After that, the brand and Barcelona-based Puig looked for a way to revive the brand while continuing to exist the brand in the fragrance business. In 2011, designer Manish Arora was appointed to resume the dormant clothing line. Since 2013, French designer Julien Dossena has been appointed as creative director and he has made the world of Paco Rabanne resonate with the world again.

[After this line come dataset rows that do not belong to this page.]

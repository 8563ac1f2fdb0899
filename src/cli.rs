//! CLI argument parsing

use clap::{Parser, Subcommand, ValueEnum};
use mramctl_core::router::ChipSelector;
use std::path::PathBuf;

/// Parse a string as a hex or decimal u32
pub fn parse_hex_u32(s: &str) -> Result<u32, String> {
    if let Some(hex) = s.strip_prefix("0x").or_else(|| s.strip_prefix("0X")) {
        u32::from_str_radix(hex, 16).map_err(|e| format!("Invalid hex value: {}", e))
    } else {
        s.parse::<u32>().map_err(|e| format!("Invalid number: {}", e))
    }
}

/// Parse a string as a hex or decimal byte
fn parse_hex_u8(s: &str) -> Result<u8, String> {
    let value = parse_hex_u32(s)?;
    u8::try_from(value).map_err(|_| format!("Value {} does not fit in a byte", s))
}

/// Parse a clock speed like "10000000", "10 MHz" or "400kHz" into Hz
pub fn parse_speed(s: &str) -> Result<u32, String> {
    let s = s.trim();

    if let Ok(n) = s.parse::<u32>() {
        return Ok(n);
    }

    let s_lower = s.to_lowercase();
    let (num_str, multiplier) = if let Some(n) = s_lower.strip_suffix("mhz") {
        (n.trim(), 1_000_000)
    } else if let Some(n) = s_lower.strip_suffix("khz") {
        (n.trim(), 1_000)
    } else if let Some(n) = s_lower.strip_suffix("hz") {
        (n.trim(), 1)
    } else {
        return Err(format!("invalid speed: {}", s));
    };

    let num: u32 = num_str
        .parse()
        .map_err(|_| format!("invalid speed: {}", s))?;
    num.checked_mul(multiplier)
        .ok_or_else(|| format!("speed out of range: {}", s))
}

fn parse_chip(s: &str) -> Result<ChipSelector, String> {
    s.parse()
}

fn parse_chip_arg(s: &str) -> Result<ChipArg, String> {
    if s.trim().eq_ignore_ascii_case("all") {
        Ok(ChipArg::All)
    } else {
        s.parse().map(ChipArg::One)
    }
}

/// Chip selection for bulk commands
#[derive(Debug, Clone, Copy, PartialEq, Eq)]
pub enum ChipArg {
    /// A single chip
    One(ChipSelector),
    /// Both chips in turn
    All,
}

impl ChipArg {
    /// Selected chips in processing order
    pub fn selectors(&self) -> Vec<ChipSelector> {
        match self {
            ChipArg::One(selector) => vec![*selector],
            ChipArg::All => ChipSelector::ALL.to_vec(),
        }
    }
}

/// What to do when a transaction fails during dump or load
#[derive(Debug, Clone, Copy, PartialEq, Eq, ValueEnum, serde::Deserialize)]
#[serde(rename_all = "lowercase")]
pub enum OnError {
    /// Skip the address and keep going
    Continue,
    /// Stop at the first failure
    Abort,
    /// Stop after too many consecutive failures
    Threshold,
}

/// Order in which loaded records are written
#[derive(Debug, Clone, Copy, PartialEq, Eq, ValueEnum)]
pub enum StrategyArg {
    /// Write in file order while reading
    Streamed,
    /// Read everything first, then write in address order
    Buffered,
}

/// How load interprets bare addresses
#[derive(Debug, Clone, Copy, PartialEq, Eq, ValueEnum)]
pub enum RadixArg {
    /// Decide per line
    Auto,
    /// Always hexadecimal
    Hex,
    /// Always decimal unless 0x-prefixed
    Decimal,
}

#[derive(Parser)]
#[command(name = "mramctl")]
#[command(author, version, about = "Serial MRAM access tool", long_about = None)]
pub struct Cli {
    /// Verbosity level (-v, -vv)
    #[arg(short, long, action = clap::ArgAction::Count, global = true)]
    pub verbose: u8,

    /// Configuration file (TOML). Defaults to ./mramctl.toml if present
    #[arg(long, global = true)]
    pub config: Option<PathBuf>,

    /// Programmer to use (linux_spi, dummy[:fill=<hex>])
    #[arg(short, long, global = true)]
    pub programmer: Option<String>,

    /// Chip variant (see list-variants)
    #[arg(long, global = true)]
    pub variant: Option<String>,

    /// SPI clock speed (e.g. 10000000, "10 MHz", 400kHz)
    #[arg(long, global = true, value_parser = parse_speed)]
    pub speed: Option<u32>,

    /// SPI mode (0-3)
    #[arg(long, global = true)]
    pub mode: Option<u8>,

    /// Device behind chip select 1
    #[arg(long, global = true)]
    pub dev1: Option<String>,

    /// Device behind chip select 2
    #[arg(long, global = true)]
    pub dev2: Option<String>,

    #[command(subcommand)]
    pub command: Commands,
}

/// Failure handling options shared by dump and load
#[derive(clap::Args, Debug, Clone, Default)]
pub struct FailureArgs {
    /// What to do when a transaction fails
    #[arg(long, value_enum)]
    pub on_error: Option<OnError>,

    /// Consecutive failures tolerated with --on-error threshold
    #[arg(long)]
    pub max_failures: Option<u32>,
}

#[derive(Subcommand)]
pub enum Commands {
    /// Read one byte
    Read {
        /// Chip to read (1 or 2)
        #[arg(short, long, default_value = "1", value_parser = parse_chip)]
        chip: ChipSelector,

        /// Address (hex with 0x prefix, or decimal)
        #[arg(short, long, value_parser = parse_hex_u32)]
        address: u32,
    },

    /// Write one byte
    Write {
        /// Chip to write (1 or 2)
        #[arg(short, long, default_value = "1", value_parser = parse_chip)]
        chip: ChipSelector,

        /// Address (hex with 0x prefix, or decimal)
        #[arg(short, long, value_parser = parse_hex_u32)]
        address: u32,

        /// Byte value (hex with 0x prefix, or decimal)
        #[arg(long, value_parser = parse_hex_u8)]
        value: u8,
    },

    /// Show the status register
    Status {
        /// Chip to query (1 or 2)
        #[arg(short, long, default_value = "1", value_parser = parse_chip)]
        chip: ChipSelector,
    },

    /// Dump chip contents to text files
    Dump {
        /// Chip to dump (1, 2 or all)
        #[arg(short, long, default_value = "all", value_parser = parse_chip_arg)]
        chip: ChipArg,

        /// Output path; {chip} is replaced by the chip number
        #[arg(short, long, default_value = "chip{chip}.csv")]
        output: String,

        /// Hex digits per address
        #[arg(long)]
        address_digits: Option<usize>,

        #[command(flatten)]
        failure: FailureArgs,
    },

    /// Load chip contents from a text file
    Load {
        /// Chip to load (1, 2 or all)
        #[arg(short, long, default_value = "all", value_parser = parse_chip_arg)]
        chip: ChipArg,

        /// Input file
        #[arg(short, long)]
        input: PathBuf,

        /// Write order
        #[arg(long, value_enum)]
        strategy: Option<StrategyArg>,

        /// Address radix
        #[arg(long, value_enum)]
        radix: Option<RadixArg>,

        #[command(flatten)]
        failure: FailureArgs,
    },

    /// List supported chip variants
    ListVariants,

    /// List supported programmers
    ListProgrammers,
}

#[cfg(test)]
mod tests {
    use super::*;

    #[test]
    fn test_parse_hex() {
        assert_eq!(parse_hex_u32("0x100"), Ok(0x100));
        assert_eq!(parse_hex_u32("256"), Ok(256));
        assert!(parse_hex_u32("0xZZ").is_err());
        assert_eq!(parse_hex_u8("0xAB"), Ok(0xAB));
        assert!(parse_hex_u8("0x100").is_err());
    }

    #[test]
    fn test_parse_speed() {
        assert_eq!(parse_speed("10000000"), Ok(10_000_000));
        assert_eq!(parse_speed("10 MHz"), Ok(10_000_000));
        assert_eq!(parse_speed("400kHz"), Ok(400_000));
        assert_eq!(parse_speed("100 hz"), Ok(100));
        assert!(parse_speed("fast").is_err());
        assert!(parse_speed("5000 MHz").is_err());
    }

    #[test]
    fn test_chip_arg() {
        assert_eq!(parse_chip_arg("all"), Ok(ChipArg::All));
        assert_eq!(parse_chip_arg("2"), Ok(ChipArg::One(ChipSelector::Chip2)));
        assert!(parse_chip_arg("3").is_err());
        assert_eq!(ChipArg::All.selectors(), ChipSelector::ALL.to_vec());
    }

    #[test]
    fn test_cli_parses() {
        let cli = Cli::try_parse_from([
            "mramctl",
            "--speed",
            "1 MHz",
            "dump",
            "--chip",
            "2",
            "-o",
            "out.csv",
            "--on-error",
            "continue",
        ])
        .unwrap();
        assert_eq!(cli.speed, Some(1_000_000));
        match cli.command {
            Commands::Dump {
                chip,
                output,
                failure,
                ..
            } => {
                assert_eq!(chip, ChipArg::One(ChipSelector::Chip2));
                assert_eq!(output, "out.csv");
                assert_eq!(failure.on_error, Some(OnError::Continue));
            }
            _ => panic!("expected dump"),
        }
    }

    #[test]
    fn test_cli_verify() {
        use clap::CommandFactory;
        Cli::command().debug_assert();
    }
}
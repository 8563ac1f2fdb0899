//! Command frame codec
//!
//! Pure, stateless builders for every frame the memory protocol sends.
//! A frame is `[opcode, addr_hi, addr_mid, addr_lo, (data)]` together with
//! a description of how the response is captured. Nothing here validates
//! addresses; that is the protocol layer's job.

use super::address::{encode_address, ADDRESS_BYTES};
use super::opcodes;
use crate::chip::ReadFrame;

/// Longest frame the protocol ever builds
pub const MAX_FRAME_LEN: usize = 1 + ADDRESS_BYTES + 1;

/// Filler byte shifted out while a full-duplex response is clocked in
const FILLER: u8 = 0x00;

/// How the response of a frame is captured
#[derive(Clone, Copy, Debug, PartialEq, Eq)]
pub enum Exchange {
    /// Transmit only, nothing is captured
    WriteOnly,
    /// One byte is captured for every byte transmitted
    FullDuplex,
    /// The frame is transmitted, then this many bytes are clocked in as a
    /// chained transfer with chip select still asserted
    WriteThenRead(u8),
}

/// A single framed SPI transaction
///
/// Built immediately before the transaction and discarded afterwards.
#[derive(Clone, Copy, Debug, PartialEq, Eq)]
pub struct CommandFrame {
    bytes: [u8; MAX_FRAME_LEN],
    len: u8,
    address: Option<u32>,
    exchange: Exchange,
}

impl CommandFrame {
    fn new(header: &[u8], address: Option<u32>, exchange: Exchange) -> Self {
        let mut bytes = [0u8; MAX_FRAME_LEN];
        bytes[..header.len()].copy_from_slice(header);
        Self {
            bytes,
            len: header.len() as u8,
            address,
            exchange,
        }
    }

    /// The opcode byte
    pub fn opcode(&self) -> u8 {
        self.bytes[0]
    }

    /// The address carried by this frame, if any
    pub fn address(&self) -> Option<u32> {
        self.address
    }

    /// Bytes to transmit
    pub fn as_bytes(&self) -> &[u8] {
        &self.bytes[..self.len as usize]
    }

    /// Number of bytes to transmit
    pub fn tx_len(&self) -> usize {
        self.len as usize
    }

    /// How the response is captured
    pub fn exchange(&self) -> Exchange {
        self.exchange
    }

    /// Number of response bytes the transport must capture
    pub fn rx_len(&self) -> usize {
        match self.exchange {
            Exchange::WriteOnly => 0,
            Exchange::FullDuplex => self.len as usize,
            Exchange::WriteThenRead(n) => n as usize,
        }
    }
}

/// Build a READ frame (opcode 0x03 + 24-bit address)
///
/// With [`ReadFrame::Duplex`] a trailing filler byte is appended so the
/// data byte is shifted in during the fifth byte of a full-duplex exchange.
/// With [`ReadFrame::Split`] the data byte is clocked in by a chained
/// one-byte receive phase.
pub fn build_read_frame(address: u32, read_frame: ReadFrame) -> CommandFrame {
    let [hi, mid, lo] = encode_address(address);
    match read_frame {
        ReadFrame::Split => CommandFrame::new(
            &[opcodes::READ, hi, mid, lo],
            Some(address),
            Exchange::WriteThenRead(1),
        ),
        ReadFrame::Duplex => CommandFrame::new(
            &[opcodes::READ, hi, mid, lo, FILLER],
            Some(address),
            Exchange::FullDuplex,
        ),
    }
}

/// Build a WRITE frame (opcode 0x02 + 24-bit address + data byte)
pub fn build_write_frame(address: u32, data: u8) -> CommandFrame {
    let [hi, mid, lo] = encode_address(address);
    CommandFrame::new(
        &[opcodes::WRITE, hi, mid, lo, data],
        Some(address),
        Exchange::WriteOnly,
    )
}

/// Build the Write Enable frame `[0x06]`
pub fn build_write_enable_frame() -> CommandFrame {
    CommandFrame::new(&[opcodes::WREN], None, Exchange::WriteOnly)
}

/// Build the Read Status Register frame `[0x05, 0x00]`
pub fn build_read_status_frame() -> CommandFrame {
    CommandFrame::new(&[opcodes::RDSR, FILLER], None, Exchange::FullDuplex)
}

/// Extract the data byte from a response frame
///
/// The data always sits in the last captured byte, aligned with the
/// dummy/data phase of the frame.
pub fn extract_data_byte(rx: &[u8]) -> u8 {
    rx.last().copied().unwrap_or(opcodes::READ_SENTINEL)
}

Tributes continue to pour in from the fashion industry following Rabanne’s death. 

Valentino Garavani praised Rabanne’s legacy and said, “He changed it all and surprised us in the late Seventies….Surprise is always a good thing in fashion!”

Giorgio Armani expressed his sorrow, “fashion continues to lose radical authors, capable of inventing worlds and visions from scratch.“ “With Paco Rabanne, we lose an authentic futurist, an experimenter always projected forward, always open to tomorrow,” he followed.

Bruno Pavlovsky, president of the Fédération de la Haute Couture et de la Mode, stated: “Paco Rabanne was a major fashion designer who never stopped exploring traditional know-how and new techniques with audacity and eccentricity. A couturier who broke new ground in fashion since his first show in Paris.” After graduating from school, he earned a living by selling his accessories to maisons such as Balenciaga, Christian Dior, Givenchy, and Chanel.

Oui Speak Fashion’s editorial department would like to offer our deepest condolences.